=== Section Start ===

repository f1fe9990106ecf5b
mod record;

pub use record::*;
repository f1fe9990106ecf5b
use crate::{
    error::{AppResult, ErrorReason},
    types::BoundCertRecord,
};
use chrono::{DateTime, Utc};
use futures::FutureExt;
use std::{
    future::Future,
    pin::Pin,
    task::{Context, Poll},
};
use tokio::sync::oneshot;

/// Completion handle of a store operation.
///
/// Resolves exactly once. A handle returned after the load has completed is
/// already resolved; one returned before resolves while the queue drains.
#[derive(Debug)]
#[must_use = "the result of the operation is only observable through the handle"]
pub struct Pending<T> {
    rx: oneshot::Receiver<T>,
}

impl<T> Pending<T> {
    pub(crate) fn channel() -> (Completer<T>, Self) {
        let (tx, rx) = oneshot::channel();
        (Completer { tx }, Self { rx })
    }

    pub(crate) fn ready(value: T) -> Self {
        let (completer, pending) = Self::channel();
        completer.complete(value);
        pending
    }
}

impl<T> Future for Pending<T> {
    type Output = AppResult<T>;

    fn poll(mut self: Pin<&mut Self>, cx: &mut Context<'_>) -> Poll<Self::Output> {
        self.rx
            .poll_unpin(cx)
            .map(|result| result.map_err(|_| ErrorReason::Abandoned.into()))
    }
}

#[derive(Debug)]
pub(crate) struct Completer<T> {
    tx: oneshot::Sender<T>,
}

impl<T> Completer<T> {
    pub(crate) fn complete(self, value: T) {
        if self.tx.send(value).is_err() {
            trace!("Completion handle dropped before the result was delivered");
        }
    }
}

/// An operation deferred until the backing store finishes loading.
#[derive(Debug)]
pub(crate) enum PendingTask {
    Get {
        server_identifier: String,
        completer: Completer<Option<BoundCertRecord>>,
    },
    Set {
        record: BoundCertRecord,
    },
    Delete {
        server_identifier: String,
        completer: Completer<()>,
    },
    DeleteRange {
        begin: Option<DateTime<Utc>>,
        end: Option<DateTime<Utc>>,
        completer: Completer<()>,
    },
    GetAll {
        completer: Completer<Vec<BoundCertRecord>>,
    },
    InitializeFrom {
        records: Vec<BoundCertRecord>,
    },
}

impl PendingTask {
    pub(crate) fn kind(&self) -> &'static str {
        match self {
            PendingTask::Get { .. } => "get",
            PendingTask::Set { .. } => "set",
            PendingTask::Delete { .. } => "delete",
            PendingTask::DeleteRange { .. } => "delete_range",
            PendingTask::GetAll { .. } => "get_all",
            PendingTask::InitializeFrom { .. } => "initialize_from",
        }
    }
}

#[cfg(test)]
mod test {
    use super::*;

    #[test]
    fn ready_handle_resolves_immediately() {
        let pending = Pending::ready(42);
        assert_eq!(pending.now_or_never().unwrap().unwrap(), 42);
    }

    #[test]
    fn handle_waits_for_completion() {
        let (completer, mut pending) = Pending::<u8>::channel();
        assert!((&mut pending).now_or_never().is_none());

        completer.complete(7);
        assert_eq!(pending.now_or_never().unwrap().unwrap(), 7);
    }

    #[test]
    fn dropped_completer_abandons_the_handle() {
        let (completer, pending) = Pending::<()>::channel();
        drop(completer);

        let err = pending.now_or_never().unwrap().unwrap_err();
        assert!(matches!(err.reason(), ErrorReason::Abandoned));
    }
}
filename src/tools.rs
use std::future::Future;
use std::sync::Arc;

use rmcp::handler::server::router::tool::ToolRouter;
use rmcp::handler::server::wrapper::Parameters;
use rmcp::model::*;
use rmcp::ErrorData as McpError;
use rmcp::{tool, tool_handler, tool_router, ServerHandler};
use schemars::JsonSchema;
use serde::Deserialize;
use tokio::sync::Mutex;

use crate::drive::{ConvertTo, DriveClient, NewFile, ShareRole};
use crate::error::AppError;

#[derive(Debug, Clone)]
pub struct DriveService {
    drive: Arc<DriveClient>,
    /// Held for the whole of each tool call; invocations run one at a time
    /// in arrival order.
    dispatch: Arc<Mutex<()>>,
    tool_router: ToolRouter<Self>,
}

fn default_search_page_size() -> u32 {
    20
}

fn default_list_page_size() -> u32 {
    30
}

fn default_folder() -> String {
    "root".into()
}

fn default_mime_type() -> String {
    "text/plain".into()
}

fn default_true() -> bool {
    true
}

#[derive(Debug, Deserialize, JsonSchema)]
#[serde(rename_all = "camelCase")]
pub struct SearchParam {
    #[schemars(
        description = "Drive search query, e.g. \"name contains 'report'\" or \"fullText contains 'keyword'\""
    )]
    pub query: String,
    #[serde(default = "default_search_page_size")]
    #[schemars(description = "Number of results (default 20, max 100)")]
    pub page_size: u32,
}

#[derive(Debug, Deserialize, JsonSchema)]
#[serde(rename_all = "camelCase")]
pub struct ListParam {
    #[serde(default = "default_folder")]
    #[schemars(description = "Folder ID or URL (default: root = top of My Drive)")]
    pub folder_id: String,
    #[serde(default = "default_list_page_size")]
    #[schemars(description = "Number of results (default 30, max 100)")]
    pub page_size: u32,
}

#[derive(Debug, Deserialize, JsonSchema)]
#[serde(rename_all = "camelCase")]
pub struct FileIdParam {
    #[schemars(
        description = "A Google Drive file ID or full URL (e.g. https://docs.google.com/document/d/FILE_ID/edit)"
    )]
    pub file_id: String,
}

#[derive(Debug, Deserialize, JsonSchema)]
#[serde(rename_all = "camelCase")]
pub struct ReadBatchParam {
    #[schemars(description = "File IDs or URLs to read (1 to 20); results keep this order")]
    pub file_ids: Vec<String>,
}

#[derive(Debug, Deserialize, JsonSchema)]
#[serde(rename_all = "camelCase")]
pub struct CreateFileParam {
    #[schemars(description = "File name")]
    pub name: String,
    #[schemars(description = "File content (text, Markdown, CSV, ...)")]
    pub content: String,
    #[schemars(description = "Destination folder ID (default: top of My Drive)")]
    pub folder_id: Option<String>,
    #[schemars(
        description = "Create as a Google Workspace file: document (Docs), spreadsheet (Sheets) or presentation (Slides)"
    )]
    pub convert_to: Option<ConvertTo>,
    #[serde(default = "default_mime_type")]
    #[schemars(description = "MIME type of the uploaded content (default: text/plain)")]
    pub mime_type: String,
}

#[derive(Debug, Deserialize, JsonSchema)]
#[serde(rename_all = "camelCase")]
pub struct CreateFolderParam {
    #[schemars(description = "Folder name")]
    pub name: String,
    #[schemars(description = "Parent folder ID (default: top of My Drive)")]
    pub parent_id: Option<String>,
}

#[derive(Debug, Deserialize, JsonSchema)]
#[serde(rename_all = "camelCase")]
pub struct UpdateFileParam {
    #[schemars(description = "ID of the file to overwrite")]
    pub file_id: String,
    #[schemars(description = "New file content")]
    pub content: String,
    #[serde(default = "default_mime_type")]
    #[schemars(description = "MIME type of the content (default: text/plain)")]
    pub mime_type: String,
}

#[derive(Debug, Deserialize, JsonSchema)]
#[serde(rename_all = "camelCase")]
pub struct RenameParam {
    #[schemars(description = "File or folder ID")]
    pub file_id: String,
    #[schemars(description = "New name")]
    pub new_name: String,
}

#[derive(Debug, Deserialize, JsonSchema)]
#[serde(rename_all = "camelCase")]
pub struct MoveParam {
    #[schemars(description = "ID of the file or folder to move")]
    pub file_id: String,
    #[schemars(description = "ID of the destination folder")]
    pub destination_folder_id: String,
}

#[derive(Debug, Deserialize, JsonSchema)]
#[serde(rename_all = "camelCase")]
pub struct CopyParam {
    #[schemars(description = "ID of the file to copy")]
    pub file_id: String,
    #[schemars(description = "Name of the copy (default: \"Copy of <original>\")")]
    pub new_name: Option<String>,
    #[schemars(description = "Destination folder ID")]
    pub folder_id: Option<String>,
}

#[derive(Debug, Deserialize, JsonSchema)]
#[serde(rename_all = "camelCase")]
pub struct ShareParam {
    #[schemars(description = "ID of the file or folder to share")]
    pub file_id: String,
    #[schemars(description = "Email address to share with")]
    pub email: String,
    #[serde(default)]
    #[schemars(
        description = "Role: reader (view), commenter (comment), writer (edit), organizer (manage; shared drives)"
    )]
    pub role: ShareRole,
    #[serde(default = "default_true")]
    #[schemars(description = "Send a notification email (default: true)")]
    pub send_notification: bool,
}

/// Wrap an operation result as a single text block. Remote failures become
/// error results; arguments the operation could not use are rejected as
/// invalid params.
fn text_result(result: Result<String, AppError>) -> Result<CallToolResult, McpError> {
    match result {
        Ok(text) => Ok(CallToolResult::success(vec![Content::text(text)])),
        Err(AppError::InvalidInput(msg)) => Err(McpError::invalid_params(msg, None)),
        Err(e) => {
            tracing::warn!("tool call failed: {e}");
            Ok(CallToolResult::error(vec![Content::text(e.to_string())]))
        }
    }
}

impl DriveService {
    async fn run_exclusive<F>(&self, operation: F) -> Result<CallToolResult, McpError>
    where
        F: Future<Output = Result<String, AppError>>,
    {
        let _turn = self.dispatch.lock().await;
        text_result(operation.await)
    }
}

#[tool_router]
impl DriveService {
    pub fn new(drive: Arc<DriveClient>) -> Self {
        Self {
            drive,
            dispatch: Arc::new(Mutex::new(())),
            tool_router: Self::tool_router(),
        }
    }

    #[tool(
        name = "gdrive_search",
        description = "Search files in Google Drive using Drive query syntax. Newest first."
    )]
    async fn gdrive_search(
        &self,
        Parameters(params): Parameters<SearchParam>,
    ) -> Result<CallToolResult, McpError> {
        self.run_exclusive(self.drive.search(&params.query, params.page_size))
            .await
    }

    #[tool(
        name = "gdrive_list",
        description = "List the files and folders inside a folder (trashed items excluded)."
    )]
    async fn gdrive_list(
        &self,
        Parameters(params): Parameters<ListParam>,
    ) -> Result<CallToolResult, McpError> {
        self.run_exclusive(self.drive.list(&params.folder_id, params.page_size))
            .await
    }

    #[tool(
        name = "gdrive_read",
        description = "Read a file's content. Google Docs are exported as Markdown, \
                        Sheets as CSV and Slides as plain text; other files are downloaded as-is."
    )]
    async fn gdrive_read(
        &self,
        Parameters(params): Parameters<FileIdParam>,
    ) -> Result<CallToolResult, McpError> {
        self.run_exclusive(self.drive.read(&params.file_id)).await
    }

    #[tool(
        name = "gdrive_read_batch",
        description = "Read several files at once (same conversion rules as gdrive_read). \
                        Sections are returned in the order the IDs were given."
    )]
    async fn gdrive_read_batch(
        &self,
        Parameters(params): Parameters<ReadBatchParam>,
    ) -> Result<CallToolResult, McpError> {
        self.run_exclusive(self.drive.read_batch(&params.file_ids)).await
    }

    #[tool(
        name = "gdrive_get_metadata",
        description = "Get metadata for a file or folder: name, size, timestamps, parents, owners and sharing."
    )]
    async fn gdrive_get_metadata(
        &self,
        Parameters(params): Parameters<FileIdParam>,
    ) -> Result<CallToolResult, McpError> {
        self.run_exclusive(self.drive.metadata(&params.file_id)).await
    }

    #[tool(
        name = "gdrive_create_file",
        description = "Create a new file from text content, optionally as a Google Doc, Sheet or Slides file."
    )]
    async fn gdrive_create_file(
        &self,
        Parameters(params): Parameters<CreateFileParam>,
    ) -> Result<CallToolResult, McpError> {
        let new_file = NewFile {
            name: params.name,
            content: params.content,
            folder_id: params.folder_id,
            convert_to: params.convert_to,
            mime_type: params.mime_type,
        };
        self.run_exclusive(self.drive.create_file(new_file)).await
    }

    #[tool(name = "gdrive_create_folder", description = "Create a new folder.")]
    async fn gdrive_create_folder(
        &self,
        Parameters(params): Parameters<CreateFolderParam>,
    ) -> Result<CallToolResult, McpError> {
        self.run_exclusive(
            self.drive
                .create_folder(&params.name, params.parent_id.as_deref()),
        )
        .await
    }

    #[tool(
        name = "gdrive_update_file",
        description = "Overwrite the content of an existing file."
    )]
    async fn gdrive_update_file(
        &self,
        Parameters(params): Parameters<UpdateFileParam>,
    ) -> Result<CallToolResult, McpError> {
        self.run_exclusive(self.drive.update_content(
            &params.file_id,
            params.content,
            params.mime_type,
        ))
        .await
    }

    #[tool(name = "gdrive_rename", description = "Rename a file or folder.")]
    async fn gdrive_rename(
        &self,
        Parameters(params): Parameters<RenameParam>,
    ) -> Result<CallToolResult, McpError> {
        self.run_exclusive(self.drive.rename(&params.file_id, &params.new_name))
            .await
    }

    #[tool(
        name = "gdrive_move",
        description = "Move a file or folder into another folder, removing it from all current parents."
    )]
    async fn gdrive_move(
        &self,
        Parameters(params): Parameters<MoveParam>,
    ) -> Result<CallToolResult, McpError> {
        self.run_exclusive(
            self.drive
                .move_file(&params.file_id, &params.destination_folder_id),
        )
        .await
    }

    #[tool(name = "gdrive_copy", description = "Copy a file.")]
    async fn gdrive_copy(
        &self,
        Parameters(params): Parameters<CopyParam>,
    ) -> Result<CallToolResult, McpError> {
        self.run_exclusive(self.drive.copy(
            &params.file_id,
            params.new_name,
            params.folder_id.as_deref(),
        ))
        .await
    }

    #[tool(
        name = "gdrive_delete",
        description = "Move a file or folder to the trash. Nothing is permanently deleted."
    )]
    async fn gdrive_delete(
        &self,
        Parameters(params): Parameters<FileIdParam>,
    ) -> Result<CallToolResult, McpError> {
        self.run_exclusive(self.drive.trash(&params.file_id)).await
    }

    #[tool(
        name = "gdrive_share",
        description = "Share a file or folder with one user by email."
    )]
    async fn gdrive_share(
        &self,
        Parameters(params): Parameters<ShareParam>,
    ) -> Result<CallToolResult, McpError> {
        self.run_exclusive(self.drive.share(
            &params.file_id,
            &params.email,
            params.role,
            params.send_notification,
        ))
        .await
    }
}

#[tool_handler]
impl ServerHandler for DriveService {
    fn get_info(&self) -> ServerInfo {
        ServerInfo {
            instructions: Some(
                "Google Drive MCP server: search, list, read (Docs as Markdown, Sheets as CSV, \
                 Slides as text), inspect, create, update, rename, move, copy, trash and share \
                 files in the authenticated user's Drive."
                    .into(),
            ),
            capabilities: ServerCapabilities::builder().enable_tools().build(),
            ..Default::default()
        }
    }
}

=== Section End ===

YOUR ASSIGNMENT: Wherever a line of the listing above contains the string "value", copy that line.

ANSWER SECTION:
    pub(crate) fn ready(value: T) -> Self {
        completer.complete(value);
    pub(crate) fn complete(self, value: T) {
        if self.tx.send(value).is_err() {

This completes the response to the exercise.